Other musical news includes how many people are taking up musical instruments in this time of stay-at-home. A wonderful use of one’s ‘spare’ time! And, if you are busy instructing your kids, don’t forget musical instruction.
A time of shock and loss and trauma is very often a time for music—and poetry and dance and clay and painting and gardening and all the others forms of art as meditation. With these practices we can pour our grief and sadness, anger and loss, that not only relieve our own souls but reach out to others’ hearts and souls as well. Music and the other arts bear witness to how we are not alone.

Music allows us a powerful outlet for our feelings that reach deeper than words.

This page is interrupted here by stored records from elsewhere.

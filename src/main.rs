use std::{io, path::PathBuf};

use anyhow::Result;
use clap::{error::ErrorKind, Args, Parser, Subcommand};
use colored::Colorize;
use tracing::Level;

use trading_qlearning::{
    config::{RunConfig, TrainingParams},
    events::{Event, StdoutProgress},
    logging::init_logging,
    report::RunResults,
    run::{evaluate_only, run},
    utils::percent_change,
};

#[derive(Parser, Debug)]
#[command(name = "trading_qlearning")]
#[command(about = "Tabular Q-learning trader over historical closing prices", long_about = None)]
#[command(args_conflicts_with_subcommands = true)]
struct Cli {
    /// Without a subcommand these arguments start a training run
    #[command(flatten)]
    run: RunArgs,

    #[command(subcommand)]
    command: Option<Commands>,
}

impl Cli {
    fn into_command(self) -> Commands {
        self.command.unwrap_or(Commands::Train(self.run))
    }
}

#[derive(Subcommand, Debug)]
enum Commands {
    /// Train, persist the Q-table, evaluate greedily and write results
    Train(RunArgs),
    /// Evaluate a previously persisted Q-table
    Evaluate(RunArgs),
}

#[derive(Args, Debug)]
struct RunArgs {
    /// JSON parameter bundle, or the path of the price CSV
    params: Option<String>,

    /// Log at debug level unless RUST_LOG says otherwise
    #[arg(short, long, default_value_t = false)]
    verbose: bool,

    #[arg(long)]
    params_file: Option<PathBuf>,

    #[arg(short, long)]
    data: Option<PathBuf>,

    #[arg(short, long)]
    episodes: Option<usize>,

    #[arg(long)]
    learning_rate: Option<f64>,

    #[arg(long)]
    gamma: Option<f64>,

    #[arg(long)]
    epsilon: Option<f64>,

    #[arg(long)]
    epsilon_decay: Option<f64>,

    #[arg(long)]
    min_exploration: Option<f64>,

    #[arg(long)]
    initial_balance: Option<f64>,

    #[arg(long)]
    transaction_cost: Option<f64>,

    #[arg(long)]
    price_bin: Option<f64>,

    #[arg(long)]
    balance_bin: Option<f64>,

    #[arg(long)]
    seed: Option<u64>,

    /// Directory the data path, model and results are resolved against
    #[arg(long, default_value = ".")]
    base_dir: PathBuf,

    #[arg(long, default_value_t = false)]
    no_charts: bool,
}

impl RunArgs {
    fn flags(&self) -> TrainingParams {
        TrainingParams {
            data_path: self.data.clone(),
            episodes: self.episodes,
            learning_rate: self.learning_rate,
            gamma: self.gamma,
            epsilon: self.epsilon,
            epsilon_decay: self.epsilon_decay,
            initial_balance: self.initial_balance,
            transaction_cost: self.transaction_cost,
            min_exploration: self.min_exploration,
            price_bin: self.price_bin,
            balance_bin: self.balance_bin,
            seed: self.seed,
        }
    }

    /// File, then positional argument, then flags; later sources win.
    fn config(&self, base: TrainingParams) -> Result<RunConfig> {
        let mut params = base;

        if let Some(path) = &self.params_file {
            params = params.merge(TrainingParams::from_file(path)?);
        }

        if let Some(raw) = &self.params {
            let positional = if raw.trim_start().starts_with('{') {
                TrainingParams::from_json(raw)?
            } else {
                TrainingParams {
                    data_path: Some(PathBuf::from(raw)),
                    ..Default::default()
                }
            };
            params = params.merge(positional);
        }

        let mut config = params.merge(self.flags()).into_config(&self.base_dir)?;
        config.charts = !self.no_charts;
        Ok(config)
    }
}

impl Commands {
    fn args(&self) -> &RunArgs {
        match self {
            Commands::Train(args) | Commands::Evaluate(args) => args,
        }
    }
}

/// Parse failures become an error event; help and version are printed by clap.
fn parse_failure(err: &clap::Error) -> Option<Event> {
    match err.kind() {
        ErrorKind::DisplayHelp
        | ErrorKind::DisplayVersion
        | ErrorKind::DisplayHelpOnMissingArgumentOrSubcommand => None,
        _ => Some(Event::Error {
            message: err.to_string().trim_end().to_string(),
        }),
    }
}

fn fail(event: Event) -> ! {
    event.emit(&mut io::stderr().lock());
    std::process::exit(1);
}

fn main() {
    let command = match Cli::try_parse() {
        Ok(cli) => cli.into_command(),
        Err(err) => match parse_failure(&err) {
            Some(event) => fail(event),
            None => err.exit(),
        },
    };

    init_logging(if command.args().verbose { Level::DEBUG } else { Level::INFO });
    eprintln!("{}", "Start".green());

    if let Err(err) = execute(command) {
        fail(Event::Error {
            message: format!("{err:#}"),
        });
    }

    eprintln!("{}", "End".green());
}

fn execute(command: Commands) -> Result<()> {
    let (config, results) = match command {
        Commands::Train(args) => {
            let config = args.config(TrainingParams::default())?;
            let results = run(&config, &mut StdoutProgress)?;
            (config, results)
        }
        Commands::Evaluate(args) => {
            let config = args.config(TrainingParams::with_agent_defaults())?;
            let results = evaluate_only(&config)?;
            (config, results)
        }
    };

    print_summary(&config, &results);

    Event::WroteResults {
        path: config.results_file().display().to_string(),
    }
    .emit(&mut io::stdout().lock());
    Ok(())
}

fn print_summary(config: &RunConfig, results: &RunResults) {
    let profit = results.total_reward;
    let percent = percent_change(config.initial_balance, results.final_balance);
    let line = format!("Profit: ${profit:.2} ({percent:.2}%)");

    eprintln!("Final balance: ${:.2}", results.final_balance);
    if profit >= 0.0 {
        eprintln!("{}", line.green());
    } else {
        eprintln!("{}", line.red());
    }
    eprintln!(
        "Episodes: {} States: {} Steps: {}",
        results.episodes_completed,
        results.table_size,
        results.portfolio_history.len()
    );
}
use std::fmt;

use enum_map::Enum;
use rand::Rng;
use serde::{Deserialize, Serialize};

/// Declaration order is the action index, and the greedy tie-break order.
#[derive(Debug, Clone, Copy, PartialEq, Eq, Hash, Enum, Serialize, Deserialize)]
#[serde(rename_all = "lowercase")]
pub enum Action {
    Hold,
    Buy,
    Sell,
}

impl Action {
    pub const COUNT: usize = 3;
    pub const ALL: [Action; Action::COUNT] = [Action::Hold, Action::Buy, Action::Sell];

    pub fn index(self) -> usize {
        self as usize
    }

    pub fn random<R: Rng + ?Sized>(rng: &mut R) -> Self {
        Self::ALL[rng.gen_range(0..Self::COUNT)]
    }
}

impl fmt::Display for Action {
    fn fmt(&self, f: &mut fmt::Formatter<'_>) -> fmt::Result {
        let name = match self {
            Action::Hold => "hold",
            Action::Buy => "buy",
            Action::Sell => "sell",
        };
        f.write_str(name)
    }
}

#[cfg(test)]
mod tests {
    use super::*;
    use rand::{rngs::StdRng, SeedableRng};

    #[test]
    fn indices_follow_declaration_order() {
        assert_eq!(Action::Hold.index(), 0);
        assert_eq!(Action::Buy.index(), 1);
        assert_eq!(Action::Sell.index(), 2);
    }

    #[test]
    fn random_covers_every_action() {
        let mut rng = StdRng::seed_from_u64(7);
        let mut seen = [false; Action::COUNT];
        for _ in 0..200 {
            seen[Action::random(&mut rng).index()] = true;
        }
        assert!(seen.iter().all(|s| *s));
    }
}
use std::{fs, path::Path};

use crate::error::Result;

pub fn create_folder_if_not_exists(dir: &Path) -> Result<()> {
    if !dir.as_os_str().is_empty() && !dir.exists() {
        fs::create_dir_all(dir)?;
    }
    Ok(())
}

/// Write `bytes` next to `path` and rename into place, so readers only ever see a
/// complete file.
pub fn write_atomic(path: &Path, bytes: &[u8]) -> Result<()> {
    if let Some(parent) = path.parent() {
        create_folder_if_not_exists(parent)?;
    }

    let mut tmp_name = path.file_name().unwrap_or_default().to_os_string();
    tmp_name.push(".tmp");
    let tmp_path = path.with_file_name(tmp_name);

    fs::write(&tmp_path, bytes)?;
    if let Err(err) = fs::rename(&tmp_path, path) {
        let _ = fs::remove_file(&tmp_path);
        return Err(err.into());
    }
    Ok(())
}

/// Index of the `width`-wide bucket nearest to `value`, rounding halves to even.
pub fn bin_index(value: f64, width: f64) -> i64 {
    (value / width).round_ties_even() as i64
}

/// Percent change from `start` to `end`
pub fn percent_change(start: f64, end: f64) -> f64 {
    (end - start) / start * 100.0
}
/// A list of prices, where the last index is the most recent
pub type Data = Vec<f64>;
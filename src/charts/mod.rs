pub mod general;
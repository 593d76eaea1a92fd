pub mod files {
    pub const DATA_PATH: &str = "uploaded_data.csv";
    pub const MODEL_PATH: &str = "models/q_table.bin";
    pub const RESULTS_PATH: &str = "results";
    pub const RESULTS_FILE: &str = "results.json";
    pub const TRADING_PLOT: &str = "trading_plot";
    pub const BUY_SELL_PLOT: &str = "buy_sell";
    /// Sub-directory of the results folder for training meta charts
    pub const TRAINING_CHARTS: &str = "training";
}

pub mod agent {
    pub const LEARNING_RATE: f64 = 0.1;
    pub const DISCOUNT_FACTOR: f64 = 0.95;
    pub const EXPLORATION_RATE: f64 = 1.0;
    pub const EXPLORATION_DECAY: f64 = 0.995;
    pub const MIN_EXPLORATION: f64 = 0.01;
    /// Width of a price bucket when discretizing observations
    pub const PRICE_BIN: f64 = 5.0;
    /// Width of a cash bucket when discretizing observations
    pub const BALANCE_BIN: f64 = 50.0;
}

pub mod env {
    pub const TRANSACTION_COST: f64 = 0.0;
    /// Fewest prices an episode can run over
    pub const MIN_PRICES: usize = 2;
}

pub mod training {
    /// How often training writes an info log line
    pub const LOG_EVERY_EPISODES: usize = 100;
}

pub mod charts {
    pub const CHART_DIMS: (u32, u32) = (1024, 768);
}
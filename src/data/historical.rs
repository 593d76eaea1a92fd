use std::{fs, path::Path};

use chrono::{DateTime, NaiveDate, NaiveDateTime};
use csv::{ReaderBuilder, StringRecord, Trim};
use tracing::{debug, info};

use crate::{
    constants::env::MIN_PRICES,
    error::{Result, TradingError},
    types::Data,
};

const CLOSE_COLUMN: &str = "Close";
const DATE_COLUMN: &str = "Date";

const DATE_TIME_FORMATS: [&str; 2] = ["%Y-%m-%d %H:%M:%S", "%Y-%m-%dT%H:%M:%S"];
const DATE_FORMATS: [&str; 3] = ["%Y-%m-%d", "%m/%d/%Y", "%d.%m.%Y"];

pub fn parse_date(value: &str) -> Option<NaiveDateTime> {
    if let Ok(date_time) = DateTime::parse_from_rfc3339(value) {
        return Some(date_time.naive_utc());
    }
    for format in DATE_TIME_FORMATS {
        if let Ok(date_time) = NaiveDateTime::parse_from_str(value, format) {
            return Some(date_time);
        }
    }
    DATE_FORMATS
        .iter()
        .find_map(|format| NaiveDate::parse_from_str(value, format).ok())
        .and_then(|date| date.and_hms_opt(0, 0, 0))
}

fn parse_close(value: &str) -> Option<f64> {
    value
        .parse::<f64>()
        .ok()
        .filter(|price| price.is_finite() && *price > 0.0)
}

fn column(headers: &StringRecord, name: &str) -> Option<usize> {
    headers.iter().position(|header| header == name)
}

/// Closing prices from a CSV file, oldest first.
///
/// A `Close` column is required. When a `Date` column is present, rows with an
/// unreadable date are dropped and the rest are sorted chronologically. Rows whose
/// close is not a positive number are dropped.
pub fn load_prices(path: &Path) -> Result<Data> {
    if !path.exists() || fs::metadata(path)?.len() == 0 {
        return Err(TradingError::MissingInput(path.to_path_buf()));
    }

    let mut reader = ReaderBuilder::new()
        .trim(Trim::All)
        .flexible(true)
        .from_path(path)?;

    let headers = reader.headers()?.clone();
    let close_index = column(&headers, CLOSE_COLUMN).ok_or_else(|| {
        TradingError::InvalidInput(format!("CSV must contain a column named \"{CLOSE_COLUMN}\""))
    })?;
    let date_index = column(&headers, DATE_COLUMN);

    let mut rows = Vec::new();
    let mut dropped = 0usize;
    for record in reader.records() {
        let record = record?;

        let date = match date_index {
            Some(index) => match record.get(index).and_then(parse_date) {
                Some(date) => Some(date),
                None => {
                    dropped += 1;
                    continue;
                }
            },
            None => None,
        };

        match record.get(close_index).and_then(parse_close) {
            Some(close) => rows.push((date, close)),
            None => dropped += 1,
        }
    }

    if date_index.is_some() {
        rows.sort_by_key(|(date, _)| *date);
    }

    if dropped > 0 {
        debug!(dropped, "dropped unusable price rows");
    }
    if rows.len() < MIN_PRICES {
        return Err(TradingError::InvalidInput(
            "Insufficient usable rows in CSV after cleaning".to_string(),
        ));
    }

    info!(path = %path.display(), rows = rows.len(), "loaded prices");
    Ok(rows.into_iter().map(|(_, close)| close).collect())
}

#[cfg(test)]
mod tests {
    use super::*;

    fn write_csv(contents: &str) -> (tempfile::TempDir, std::path::PathBuf) {
        let dir = tempfile::tempdir().unwrap();
        let path = dir.path().join("prices.csv");
        fs::write(&path, contents).unwrap();
        (dir, path)
    }

    #[test]
    fn loads_close_column_in_file_order_without_dates() {
        let (_dir, path) = write_csv("Open,Close\n1,10.5\n2,11\n3,9.25\n");
        assert_eq!(load_prices(&path).unwrap(), vec![10.5, 11.0, 9.25]);
    }

    #[test]
    fn sorts_by_date_and_drops_bad_rows() {
        let (_dir, path) = write_csv(
            "Date,Close\n\
             2024-01-03,12\n\
             not a date,99\n\
             2024-01-01,10\n\
             2024-01-02,n/a\n\
             2024-01-04,-5\n\
             2024-01-02 00:00:00,11\n",
        );
        assert_eq!(load_prices(&path).unwrap(), vec![10.0, 11.0, 12.0]);
    }

    #[test]
    fn missing_close_column_is_invalid() {
        let (_dir, path) = write_csv("Date,Open\n2024-01-01,1\n2024-01-02,2\n");
        assert!(matches!(
            load_prices(&path),
            Err(TradingError::InvalidInput(message)) if message.contains("Close")
        ));
    }

    #[test]
    fn too_few_rows_is_invalid() {
        let (_dir, path) = write_csv("Close\n10\nabc\n");
        assert!(matches!(load_prices(&path), Err(TradingError::InvalidInput(_))));
    }

    #[test]
    fn missing_or_empty_file_is_missing_input() {
        let dir = tempfile::tempdir().unwrap();
        assert!(matches!(
            load_prices(&dir.path().join("nope.csv")),
            Err(TradingError::MissingInput(_))
        ));

        let (_dir, path) = write_csv("");
        assert!(matches!(load_prices(&path), Err(TradingError::MissingInput(_))));
    }

    #[test]
    fn parses_common_date_formats() {
        assert!(parse_date("2024-03-01").is_some());
        assert!(parse_date("03/01/2024").is_some());
        assert!(parse_date("2024-03-01 09:30:00").is_some());
        assert!(parse_date("2024-03-01T09:30:00Z").is_some());
        assert!(parse_date("yesterday").is_none());
    }
}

Schopenhauer observed 150 years ago that “only music reveals the irrational to modern man.” Psychologist William James tells that music “is the element through which we are best spoke to by mystical truth….There is a verge of the mind which these things haunt….It alone has the keeping of the password primeval.”
Put this insight side by side with Otto Rank’s teaching that the “unio mystica” is accessed through “love and art” and we understand why a time of plague is also a time of deepening mysticism. And music. In a study on Beethoven’s spirituality, J. W. N. Sullivan concludes that “all art exists to communicate states of consciousness which are higher synthetic wholes than those of ordinary experience.”
Music and the other arts are a natural language for expressing what happens deepest within us. Therefore, for mysticism.
Adapted from Matthew Fox, Prayer: A Radical Response to Life (original title, On Becoming a Musical, Mystical Bear: Spirituality American Style), pp. 141-145.
Banner Image: Woman conductor leading a neon band. Photo by Spencer Imbrock on Unsplash.
Queries for Contemplation
What did you learn, what did your heart learn, by going to the two suggested links in this meditation?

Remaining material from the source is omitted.